Il impose des solutions qui ne sont que des croyances dans des hypothèses réchauffistes partisanes qui ne sont surtout pas soumises au contrôle de la critique scientifique raisonnable. C’est pourquoi il n’est pas possible d’établir avec certitude que ces prédictions sont vraies, ni même qu’elles sont « probables » !

La critique des hypothèses réchauffistes est déterminante pour faire apparaître ses erreurs et pour faire comprendre les difficultés inhérentes aux vrais problèmes que la société moderne doit résoudre.

Si la vraie science peut avoir une meilleure connaissance de ce problème, alors il devient possible de proposer des solutions plus justes et plus efficaces. La réfutation de l’obscurantisme réchauffiste constitue toujours un progrès de la raison qui fait approcher de la vérité afin de résoudre les problèmes posés.

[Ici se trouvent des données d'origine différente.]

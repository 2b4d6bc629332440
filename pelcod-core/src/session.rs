//! Sticky-speed session state
//!
//! The protocol has no "keep current speed" encoding: every standard
//! command carries both speed bytes. The session remembers the last pan
//! and tilt speed sent so that a motion call may omit either and reuse the
//! previous value. Nothing else about the camera is tracked; the device
//! is open-loop.

use std::sync::Arc;

use crate::speed::Speed;

/// Shared sticky-speed state
///
/// Thread-safe and cheap to clone (`Arc` internally). Mutation happens
/// only on the command-issuing path; callers issuing from multiple threads
/// must already hold the transport write lock, which serializes the
/// commit with the write it belongs to.
#[derive(Debug, Clone)]
pub struct Session {
    inner: Arc<SessionInner>,
}

#[derive(Debug)]
struct SessionInner {
    speeds: parking_lot::Mutex<Speeds>,
}

#[derive(Debug, Clone, Copy)]
struct Speeds {
    pan: Speed,
    tilt: Speed,
}

impl Session {
    /// Create a session with both axes at the slowest speed
    pub fn new() -> Self {
        Self {
            inner: Arc::new(SessionInner {
                speeds: parking_lot::Mutex::new(Speeds {
                    pan: Speed::SLOW,
                    tilt: Speed::SLOW,
                }),
            }),
        }
    }

    /// Last pan speed sent
    pub fn pan_speed(&self) -> Speed {
        self.inner.speeds.lock().pan
    }

    /// Last tilt speed sent
    pub fn tilt_speed(&self) -> Speed {
        self.inner.speeds.lock().tilt
    }

    /// Resolve omitted speeds against the sticky values and commit the
    /// result as the new sticky state
    ///
    /// The input speeds are already validated by construction, so this
    /// cannot fail; it runs after all other validation and before the
    /// frame is written.
    pub fn resolve(&self, pan: Option<Speed>, tilt: Option<Speed>) -> (Speed, Speed) {
        let mut speeds = self.inner.speeds.lock();

        let pan = pan.unwrap_or(speeds.pan);
        let tilt = tilt.unwrap_or(speeds.tilt);
        speeds.pan = pan;
        speeds.tilt = tilt;

        (pan, tilt)
    }
}

impl Default for Session {
    fn default() -> Self {
        Self::new()
    }
}
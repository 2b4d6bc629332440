//! Basic PTZ control: sweep the head, exercise zoom and a preset.
//!
//! Usage: cargo run --example ptz_control [port] [address]

use std::time::Duration;

use pelcod::{Camera, Direction, PresetAction, Speed, Zoom};

#[tokio::main]
async fn main() -> pelcod::Result<()> {
    tracing_subscriber::fmt()
        .with_env_filter(
            tracing_subscriber::EnvFilter::from_default_env()
                .add_directive("pelcod=debug".parse().unwrap()),
        )
        .init();

    let port = std::env::args().nth(1).unwrap_or_else(|| "/dev/ttyUSB0".into());
    let address: u8 = std::env::args()
        .nth(2)
        .and_then(|s| s.parse().ok())
        .unwrap_or(1);

    let camera = Camera::open_serial(&port, 4800, address).await?;
    println!("Connected to camera {address} on {port}");

    if let Ok(Some(info)) = camera.query().await {
        println!("Device part number: {:#06X}", info.part_number);
    }

    println!("Panning right...");
    camera.move_in(Direction::Right, Some(Speed::NORMAL)).await?;
    tokio::time::sleep(Duration::from_secs(2)).await;
    camera.stop().await?;

    println!("Tilting up slowly...");
    camera.move_in(Direction::Up, Some(Speed::SLOW)).await?;
    tokio::time::sleep(Duration::from_secs(1)).await;
    camera.stop().await?;

    println!("Zooming in...");
    camera.zoom(Zoom::In, Some(2)).await?;
    tokio::time::sleep(Duration::from_secs(1)).await;
    camera.stop().await?;

    println!("Saving this view as preset 1, then returning home");
    camera.preset(PresetAction::Set, 1).await?;
    camera.goto_zero_pan().await?;

    camera.close().await?;
    Ok(())
}
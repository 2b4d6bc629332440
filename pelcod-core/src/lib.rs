//! # pelcod-core
//!
//! Core Pelco-D protocol implementation for PTZ camera mounts.
//!
//! This crate provides the pure (I/O-free) protocol primitives:
//! - Frame structure, checksum, and encoding/decoding
//! - Standard-command synthesis (motion intents and the scan/enable
//!   legality matrix)
//! - The extended command catalog with per-command argument validation
//! - Reply decoding (alarm vectors, part-number query)
//! - Sticky pan/tilt speed session state

pub mod checksum;
pub mod command;
pub mod constants;
pub mod error;
pub mod frame;
pub mod response;
pub mod session;
pub mod speed;
pub mod standard;

pub use command::{ArgSpec, Bank, ExtendedCommand};
pub use error::{Error, Result};
pub use frame::Frame;
pub use response::{AlarmVector, QueryReply};
pub use session::Session;
pub use speed::Speed;
pub use standard::{Direction, MotionIntent};
//! High-level camera client
//!
//! [`Camera`] owns the serial link and exposes one method per PTZ
//! operation. Every operation validates fully before any byte is
//! written, then holds the transport lock across flush + write + (when a
//! reply is expected) the paired read, so concurrent callers cannot
//! interleave their frames on the half-duplex line.

use std::sync::Arc;
use std::time::Duration;

use tokio::sync::Mutex;
use tracing::{debug, trace};

use pelcod_core::{
    constants,
    response::{self, QUERY_REPLY_LEN, STATUS_REPLY_LEN},
    standard::{CameraSwitch, Direction, Focus, Iris, MotionIntent, Pan, ScanMode, Tilt, Zoom},
    AlarmVector, ExtendedCommand, Frame, Session, Speed,
};
use pelcod_transport::{SerialTransport, Transport};
use pelcod_types::CameraInfo;

use crate::error::{Error, Result};

/// Preset slot operation
#[derive(Debug, Clone, Copy, PartialEq, Eq)]
pub enum PresetAction {
    Set,
    Clear,
    Call,
}

/// Zone boundary marker
#[derive(Debug, Clone, Copy, PartialEq, Eq)]
pub enum ZoneBoundary {
    Start,
    End,
}

/// Tri-state mode for the auto-focus/iris/gain commands
///
/// Wire encoding follows the device: auto = 0, on = 1, off = 2.
#[derive(Debug, Clone, Copy, PartialEq, Eq)]
pub enum AutoMode {
    Auto,
    On,
    Off,
}

impl AutoMode {
    fn code(self) -> u8 {
        match self {
            Self::Auto => 0,
            Self::On => 1,
            Self::Off => 2,
        }
    }
}

/// Nudge size for [`Camera::move_for`]
#[derive(Debug, Clone, Copy, PartialEq, Eq)]
pub enum Increment {
    Small,
    Medium,
    Large,
}

impl Increment {
    fn speed(self) -> Speed {
        match self {
            Self::Small => Speed::SLOW,
            Self::Medium => Speed::NORMAL,
            Self::Large => Speed::HIGH,
        }
    }
}

/// A Pelco-D camera on the far end of a serial link
///
/// Cloneable handle: clones share the transport, the sticky-speed
/// session, and the configuration flags.
#[derive(Clone)]
pub struct Camera {
    transport: Arc<Mutex<Box<dyn Transport>>>,
    session: Session,
    address: u8,
    timeout: Duration,
    expect_reply: bool,
    supports_query: bool,
}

Et c’est en ce sens que les erreurs et les mensonges de l’obscurantisme réchauffiste peuvent être instructifs pour les responsables politiques et pour les décideurs des gouvernements concernés.

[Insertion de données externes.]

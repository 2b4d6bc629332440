//! Extended command catalog
//!
//! Extended commands are selected from a fixed catalog; each carries two
//! opcode bytes (word3, word4) and two argument slots validated against a
//! per-command spec. The catalog is the single source of truth for which
//! opcode pair and argument legality corresponds to each named operation;
//! presets, auxiliaries, zones, on-screen text, and the image-control bank
//! all share one dispatch path.

use std::fmt;

use crate::{
    error::{Error, Result},
    frame::Frame,
};

/// Argument slot specification for an extended command
#[derive(Debug, Clone, Copy, PartialEq, Eq)]
pub enum ArgSpec {
    /// The slot always carries this byte; a caller may omit the argument
    /// or pass exactly this value
    Fixed(u8),

    /// The slot takes a caller-supplied byte in the inclusive range
    Range(u8, u8),
}

impl ArgSpec {
    /// Validate a caller-supplied argument against this slot
    ///
    /// # Errors
    ///
    /// - [`Error::ArgumentMismatch`] if a fixed slot gets a different value
    /// - [`Error::MissingArgument`] if a ranged slot gets `None`
    /// - [`Error::ArgumentOutOfRange`] if a ranged slot's value falls
    ///   outside the inclusive bounds
    pub fn validate(self, arg: Option<u8>) -> Result<u8> {
        match self {
            Self::Fixed(fixed) => match arg {
                None => Ok(fixed),
                Some(value) if value == fixed => Ok(fixed),
                Some(value) => Err(Error::ArgumentMismatch {
                    expected: fixed,
                    provided: value,
                }),
            },
            Self::Range(lo, hi) => match arg {
                None => Err(Error::MissingArgument { lo, hi }),
                Some(value) if (lo..=hi).contains(&value) => Ok(value),
                Some(value) => Err(Error::ArgumentOutOfRange {
                    lo,
                    hi,
                    provided: value,
                }),
            },
        }
    }
}

/// Parameter bank selector for the paired image-control commands
///
/// Several exposure/white-balance/gain parameters exist twice on the wire,
/// distinguished only by word3 = 0x00 or 0x01.
#[derive(Debug, Clone, Copy, PartialEq, Eq, Hash)]
#[repr(u8)]
pub enum Bank {
    Zero = 0x00,
    One = 0x01,
}

/// Catalog entry: opcode pair plus both argument slot specs
#[derive(Debug, Clone, Copy, PartialEq, Eq)]
pub struct CommandSpec {
    pub word3: u8,
    pub word4: u8,
    pub arg1: ArgSpec,
    pub arg2: ArgSpec,
}

/// Extended protocol commands
///
/// A closed enumeration: every named operation maps at compile time to its
/// opcode/argument-spec tuple, so an unknown command cannot be expressed.
///
/// Selector-style arguments (aux, zone, alarm-ack) use the physically
/// meaningful `1..=8` range.
#[derive(Debug, Clone, Copy, PartialEq, Eq, Hash)]
pub enum ExtendedCommand {
    SetPreset,
    ClearPreset,
    GotoPreset,
    Flip,
    GotoZeroPan,
    SetAux,
    ClearAux,
    RemoteReset,
    SetZoneStart,
    SetZoneEnd,
    WriteChar,
    ClearScreen,
    AlarmAck,
    ZoneScanOn,
    ZoneScanOff,
    PatternStart,
    PatternStop,
    RunPattern,
    ZoomSpeed,
    FocusSpeed,
    ResetCamera,
    AutoFocus,
    AutoIris,
    Agc,
    BacklightComp,
    Awb,
    PhaseDelayMode,
    ShutterSpeed,
    LineLockDelay(Bank),
    WhiteBalanceRb(Bank),
    WhiteBalanceMg(Bank),
    AdjustGain(Bank),
    AutoIrisLevel(Bank),
    AutoIrisPeak(Bank),
}

impl ExtendedCommand {
    /// Look up the catalog entry for this command
    pub fn spec(self) -> CommandSpec {
        use ArgSpec::{Fixed, Range};

        let (word3, word4, arg1, arg2) = match self {
            Self::SetPreset => (0x00, 0x03, Fixed(0x00), Range(0, 255)),
            Self::ClearPreset => (0x00, 0x05, Fixed(0x00), Range(0, 255)),
            Self::GotoPreset => (0x00, 0x07, Fixed(0x00), Range(0, 255)),
            Self::Flip => (0x00, 0x07, Fixed(0x00), Fixed(21)),
            Self::GotoZeroPan => (0x00, 0x07, Fixed(0x00), Fixed(22)),
            Self::SetAux => (0x00, 0x09, Fixed(0x00), Range(1, 8)),
            Self::ClearAux => (0x00, 0x0B, Fixed(0x00), Range(1, 8)),
            Self::RemoteReset => (0x00, 0x0F, Fixed(0x00), Fixed(0x00)),
            Self::SetZoneStart => (0x00, 0x11, Fixed(0x00), Range(1, 8)),
            Self::SetZoneEnd => (0x00, 0x13, Fixed(0x00), Range(1, 8)),
            Self::WriteChar => (0x00, 0x15, Range(0, 28), Range(0, 127)),
            Self::ClearScreen => (0x00, 0x17, Fixed(0x00), Fixed(0x00)),
            Self::AlarmAck => (0x00, 0x19, Fixed(0x00), Range(1, 8)),
            Self::ZoneScanOn => (0x00, 0x1B, Fixed(0x00), Fixed(0x00)),
            Self::ZoneScanOff => (0x00, 0x1D, Fixed(0x00), Fixed(0x00)),
            Self::PatternStart => (0x00, 0x1F, Fixed(0x00), Fixed(0x00)),
            Self::PatternStop => (0x00, 0x21, Fixed(0x00), Fixed(0x00)),
            Self::RunPattern => (0x00, 0x23, Fixed(0x00), Fixed(0x00)),
            Self::ZoomSpeed => (0x00, 0x25, Fixed(0x00), Range(0, 3)),
            Self::FocusSpeed => (0x00, 0x27, Fixed(0x00), Range(0, 3)),
            Self::ResetCamera => (0x00, 0x29, Fixed(0x00), Fixed(0x00)),
            Self::AutoFocus => (0x00, 0x2B, Fixed(0x00), Range(0, 2)),
            Self::AutoIris => (0x00, 0x2D, Fixed(0x00), Range(0, 2)),
            Self::Agc => (0x00, 0x2F, Fixed(0x00), Range(0, 2)),
            Self::BacklightComp => (0x00, 0x31, Fixed(0x00), Range(0, 2)),
            Self::Awb => (0x00, 0x33, Fixed(0x00), Range(0, 2)),
            Self::PhaseDelayMode => (0x00, 0x35, Fixed(0x00), Fixed(0x00)),
            Self::ShutterSpeed => (0x00, 0x37, Range(0, 255), Range(0, 255)),
            Self::LineLockDelay(bank) => (bank as u8, 0x39, Range(0, 255), Range(0, 255)),
            Self::WhiteBalanceRb(bank) => (bank as u8, 0x3B, Range(0, 255), Range(0, 255)),
            Self::WhiteBalanceMg(bank) => (bank as u8, 0x3D, Range(0, 255), Range(0, 255)),
            Self::AdjustGain(bank) => (bank as u8, 0x3F, Range(0, 255), Range(0, 255)),
            Self::AutoIrisLevel(bank) => (bank as u8, 0x41, Range(0, 255), Range(0, 255)),
            Self::AutoIrisPeak(bank) => (bank as u8, 0x43, Range(0, 255), Range(0, 255)),
        };

        CommandSpec {
            word3,
            word4,
            arg1,
            arg2,
        }
    }

    /// Get the command name
    pub fn name(self) -> &'static str {
        match self {
            Self::SetPreset => "SetPreset",
            Self::ClearPreset => "ClearPreset",
            Self::GotoPreset => "GotoPreset",
            Self::Flip => "Flip",
            Self::GotoZeroPan => "GotoZeroPan",
            Self::SetAux => "SetAux",
            Self::ClearAux => "ClearAux",
            Self::RemoteReset => "RemoteReset",
            Self::SetZoneStart => "SetZoneStart",
            Self::SetZoneEnd => "SetZoneEnd",
            Self::WriteChar => "WriteChar",
            Self::ClearScreen => "ClearScreen",
            Self::AlarmAck => "AlarmAck",
            Self::ZoneScanOn => "ZoneScanOn",
            Self::ZoneScanOff => "ZoneScanOff",
            Self::PatternStart => "PatternStart",
            Self::PatternStop => "PatternStop",
            Self::RunPattern => "RunPattern",
            Self::ZoomSpeed => "ZoomSpeed",
            Self::FocusSpeed => "FocusSpeed",
            Self::ResetCamera => "ResetCamera",
            Self::AutoFocus => "AutoFocus",
            Self::AutoIris => "AutoIris",
            Self::Agc => "AGC",
            Self::BacklightComp => "BacklightComp",
            Self::Awb => "AWB",
            Self::PhaseDelayMode => "PhaseDelayMode",
            Self::ShutterSpeed => "ShutterSpeed",
            Self::LineLockDelay(_) => "LineLockDelay",
            Self::WhiteBalanceRb(_) => "WhiteBalanceRB",
            Self::WhiteBalanceMg(_) => "WhiteBalanceMG",
            Self::AdjustGain(_) => "AdjustGain",
            Self::AutoIrisLevel(_) => "AutoIrisLevel",
            Self::AutoIrisPeak(_) => "AutoIrisPeak",
        }
    }

    /// Validate both arguments and return the resolved data bytes
    ///
    /// Both slots are always evaluated before the first failure aborts the
    /// command, so no partial frame can reach the wire.
    pub fn data_bytes(self, arg1: Option<u8>, arg2: Option<u8>) -> Result<(u8, u8)> {
        let spec = self.spec();
        let data1 = spec.arg1.validate(arg1);
        let data2 = spec.arg2.validate(arg2);
        Ok((data1?, data2?))
    }

    /// Build the complete extended-command frame for the given address
    pub fn frame(self, address: u8, arg1: Option<u8>, arg2: Option<u8>) -> Result<Frame> {
        let spec = self.spec();
        let (data1, data2) = self.data_bytes(arg1, arg2)?;
        Ok(Frame::new(address, spec.word3, spec.word4, data1, data2))
    }
}

impl fmt::Display for ExtendedCommand {
    fn fmt(&self, f: &mut fmt::Formatter<'_>) -> fmt::Result {
        match self {
            Self::LineLockDelay(bank)
            | Self::WhiteBalanceRb(bank)
            | Self::WhiteBalanceMg(bank)
            | Self::AdjustGain(bank)
            | Self::AutoIrisLevel(bank)
            | Self::AutoIrisPeak(bank) => write!(f, "{}[{}]", self.name(), *bank as u8),
            _ => f.write_str(self.name()),
        }
    }
}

Et puisque les prédictions de l’obscurantisme réchauffiste ne sauraient jamais apporter la moindre preuve pour imposer une certitude, rien n’autorise le GIEC à se prévaloir en cette matière d’une quelconque autorité, ni à tirer vanité dans les médias de ces incertitudes, ni à témoigner, à son propos, de présomption.

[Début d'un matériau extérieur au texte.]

//! Background receive loop
//!
//! Pelco-D devices raise alarms by sending unsolicited status replies.
//! [`LinkSession`] shares the camera's transport and polls it for those
//! replies, delivering them over a bounded channel. The loop takes the
//! transport lock only for one timed read at a time, so command writers
//! (which hold the lock across their whole write + paired read) are
//! never interleaved with it.

use std::sync::atomic::{AtomicU8, Ordering};
use std::sync::Arc;
use std::time::Duration;

use tokio::sync::mpsc::{self, error::TrySendError};
use tokio::sync::Mutex;
use tokio::task::JoinHandle;
use tracing::{debug, warn};

use pelcod_core::{response, response::STATUS_REPLY_LEN, AlarmVector};
use pelcod_transport::Transport;

use crate::camera::Camera;
use crate::error::{Error, Result};

/// Receive-loop lifecycle state
#[derive(Debug, Clone, Copy, PartialEq, Eq)]
#[repr(u8)]
pub enum LinkState {
    Idle = 0,
    Receiving = 1,
    ShuttingDown = 2,
    Closed = 3,
}

impl LinkState {
    fn from_u8(value: u8) -> Self {
        match value {
            0 => Self::Idle,
            1 => Self::Receiving,
            2 => Self::ShuttingDown,
            _ => Self::Closed,
        }
    }
}

/// Event delivered by the receive loop
#[derive(Debug, Clone, PartialEq, Eq)]
pub enum RxEvent {
    /// An unsolicited status reply carrying the device's alarm vector
    Status(AlarmVector),
    /// The loop has exited; no further events will arrive
    EndOfStream,
}

/// Background receiver attached to a camera's link
pub struct LinkSession {
    transport: Arc<Mutex<Box<dyn Transport>>>,
    state: Arc<AtomicU8>,
    poll_timeout: Duration,
    handle: Option<JoinHandle<()>>,
}

impl LinkSession {
    /// Attach to a camera's transport without starting the loop
    pub fn attach(camera: &Camera) -> Self {
        Self {
            transport: camera.shared_transport(),
            state: Arc::new(AtomicU8::new(LinkState::Idle as u8)),
            poll_timeout: camera.poll_timeout(),
            handle: None,
        }
    }

    /// Set the per-poll read timeout
    pub fn with_poll_timeout(mut self, timeout: Duration) -> Self {
        self.poll_timeout = timeout;
        self
    }

    /// Current lifecycle state
    pub fn state(&self) -> LinkState {
        LinkState::from_u8(self.state.load(Ordering::Acquire))
    }

    /// Spawn the receive loop
    ///
    /// Returns the consumer end of a bounded queue of `queue_depth`
    /// events. If the consumer falls behind until the queue is full, the
    /// loop logs a warning and shuts itself down rather than block the
    /// shared transport. The final event on the queue is
    /// [`RxEvent::EndOfStream`] (dropped if the queue is full at exit).
    ///
    /// # Errors
    ///
    /// [`Error::AlreadyStarted`] unless the session is `Idle`.
    pub fn start(&mut self, queue_depth: usize) -> Result<mpsc::Receiver<RxEvent>> {
        if self
            .state
            .compare_exchange(
                LinkState::Idle as u8,
                LinkState::Receiving as u8,
                Ordering::AcqRel,
                Ordering::Acquire,
            )
            .is_err()
        {
            return Err(Error::AlreadyStarted);
        }

        let (tx, rx) = mpsc::channel(queue_depth);
        let transport = Arc::clone(&self.transport);
        let state = Arc::clone(&self.state);
        let poll_timeout = self.poll_timeout;

        self.handle = Some(tokio::spawn(async move {
            {
                let transport = transport.lock().await;
                debug!("Receive loop started on {}", transport.endpoint());
            }

            while state.load(Ordering::Acquire) == LinkState::Receiving as u8 {
                let read = {
                    let mut transport = transport.lock().await;
                    transport.receive(STATUS_REPLY_LEN, poll_timeout).await
                };

                let buf = match read {
                    Ok(buf) => buf,
                    Err(e) => {
                        warn!("Receive loop transport error: {}", e);
                        state.store(LinkState::ShuttingDown as u8, Ordering::Release);
                        break;
                    }
                };

                match response::decode_status(&buf) {
                    Ok(None) => {}
                    Ok(Some(alarms)) => match tx.try_send(RxEvent::Status(alarms)) {
                        Ok(()) => {}
                        Err(TrySendError::Full(_)) => {
                            warn!("Receive queue full, shutting down receive loop");
                            state.store(LinkState::ShuttingDown as u8, Ordering::Release);
                        }
                        Err(TrySendError::Closed(_)) => {
                            debug!("Receive queue consumer dropped");
                            state.store(LinkState::ShuttingDown as u8, Ordering::Release);
                        }
                    },
                    Err(e) => {
                        warn!("Discarding malformed status reply: {}", e);
                    }
                }
            }

            let _ = tx.try_send(RxEvent::EndOfStream);
            state.store(LinkState::Closed as u8, Ordering::Release);

            debug!("Receive loop closed");
        }));

        Ok(rx)
    }

    /// Ask the loop to exit after its current poll
    pub fn shutdown(&self) {
        let _ = self.state.compare_exchange(
            LinkState::Receiving as u8,
            LinkState::ShuttingDown as u8,
            Ordering::AcqRel,
            Ordering::Acquire,
        );
    }

    /// Wait for the loop task to finish
    pub async fn wait_for_shutdown(&mut self) {
        if let Some(handle) = self.handle.take() {
            let _ = handle.await;
        }
    }
}

#[cfg(test)]
mod tests {
    use super::*;
    use crate::mock::MockTransport;

    fn session_with_replies(replies: &[&[u8]]) -> LinkSession {
        let (mut mock, _sent) = MockTransport::new();
        for reply in replies {
            mock.push_reply(reply);
        }
        let camera =
            Camera::new(Box::new(mock), 1).with_timeout(Duration::from_millis(10));
        LinkSession::attach(&camera)
    }

    #[tokio::test]
    async fn test_delivers_alarm_events_then_end_of_stream() {
        let mut session = session_with_replies(&[
            &[0xFF, 0x01, 0x05, 0x06],
            &[0xFF, 0x01, 0x02, 0x03],
        ]);

        let mut rx = session.start(8).unwrap();
        assert_eq!(session.state(), LinkState::Receiving);

        let first = rx.recv().await.unwrap();
        let second = rx.recv().await.unwrap();
        assert_eq!(first, RxEvent::Status(AlarmVector::ALARM1 | AlarmVector::ALARM3));
        assert_eq!(second, RxEvent::Status(AlarmVector::ALARM2));

        session.shutdown();
        assert_eq!(rx.recv().await.unwrap(), RxEvent::EndOfStream);

        session.wait_for_shutdown().await;
        assert_eq!(session.state(), LinkState::Closed);
    }

    #[tokio::test]
    async fn test_start_twice_fails() {
        let mut session = session_with_replies(&[]);

        let _rx = session.start(8).unwrap();
        assert!(matches!(session.start(8), Err(Error::AlreadyStarted)));

        session.shutdown();
        session.wait_for_shutdown().await;
    }

    #[tokio::test]
    async fn test_malformed_reply_is_discarded_not_fatal() {
        let mut session = session_with_replies(&[
            &[0xFF, 0x01, 0x05, 0x99], // bad checksum
            &[0xFF, 0x01, 0x01, 0x02],
        ]);

        let mut rx = session.start(8).unwrap();

        let event = rx.recv().await.unwrap();
        assert_eq!(event, RxEvent::Status(AlarmVector::ALARM1));

        session.shutdown();
        session.wait_for_shutdown().await;
    }

    #[tokio::test]
    async fn test_queue_full_shuts_the_loop_down() {
        let mut session = session_with_replies(&[
            &[0xFF, 0x01, 0x01, 0x02],
            &[0xFF, 0x01, 0x02, 0x03],
        ]);

        let mut rx = session.start(1).unwrap();
        session.wait_for_shutdown().await;
        assert_eq!(session.state(), LinkState::Closed);

        // Only the first event fit; the end-of-stream marker was dropped
        assert_eq!(rx.recv().await.unwrap(), RxEvent::Status(AlarmVector::ALARM1));
        assert_eq!(rx.recv().await, None);
    }
}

C’est pourquoi la fausse science réchauffiste ne peut s’opposer valablement à la critique, ni vouloir vaincre la raison, ce qui justifie la résistance élevée des scientifiques climato-sceptiques. Ils apparaissent comme les seuls vrais défenseurs des protocoles et des tests de la « science » de l’époque moderne.

Comme la fausse science réchauffiste ne saurait recevoir la moindre justification scientifique positive, nous devons contester sa prétention idéologique partisane à résoudre les faux problèmes météorologiques et climatiques par son refus de toute rationalité et de tout contrôle par les méthodes de la vraie science.

Le contrôle par les méthodes de la vraie science, c’est la thèse fondamentale que développent les scientifiques prétendument réactionnaires, ou climato-sceptiques, qui refusent de souscrire à cette thèse mythique !

Le complot de l’ignorance contre la connaissance (conspiracy theory of ignorance) a été décrit par Karl R. Popper dans son livre Conjectures & réfutations, La croissance du savoir scientifique, (© Payot, Paris, 1985). Si « l’ignorance est quelque chose de négatif : elle est l’absence de connaissance. Et comment assigner des sources à une absence ? » Descartes et Spinoza ont affirmé que l’erreur, et pas seulement l’ignorance, est « un défaut », une « privation » de connaissance, qui affecte le bon usage de la liberté ! » C’est ce qui met en danger la liberté de penser du citoyen doté de raison et d’esprit critique par l’argument d’autorité, par le fanatisme partisan et par le dogmatisme du totalitarisme réchauffiste révolutionnaire. C’est le caractère obscur de la fausse vérité de la théorie réchauffiste partisane et tout spécialement la théorie du complot obscurantiste qui interprète l’ignorance réchauffiste, non pas comme un défaut de connaissance, mais comme l’œuvre de puissances complotistes. Ce sont elles qui pervertissent et contaminent les esprits et accoutument les gens de manière insidieuse à opposer une résistance à la connaissance scientifique fondée sur des preuves.

Il est clair que la théorie réchauffiste partisane est la cause de l’ignorance. Elle est à la manœuvre du complot contre la vraie connaissance scientifique des aléas climatiques fondée sur des preuves objectives. Il est impossible d’examiner les aléas météorologiques avec l’espoir de résoudre cette question de l’évolution du climat selon les dogmes et les prédictions de la théorie réchauffiste partisane. C’est le conflit insoluble entre l’intellectualisme abstrait des théories partisanes et l’observation des faits selon l’empirisme scientifique.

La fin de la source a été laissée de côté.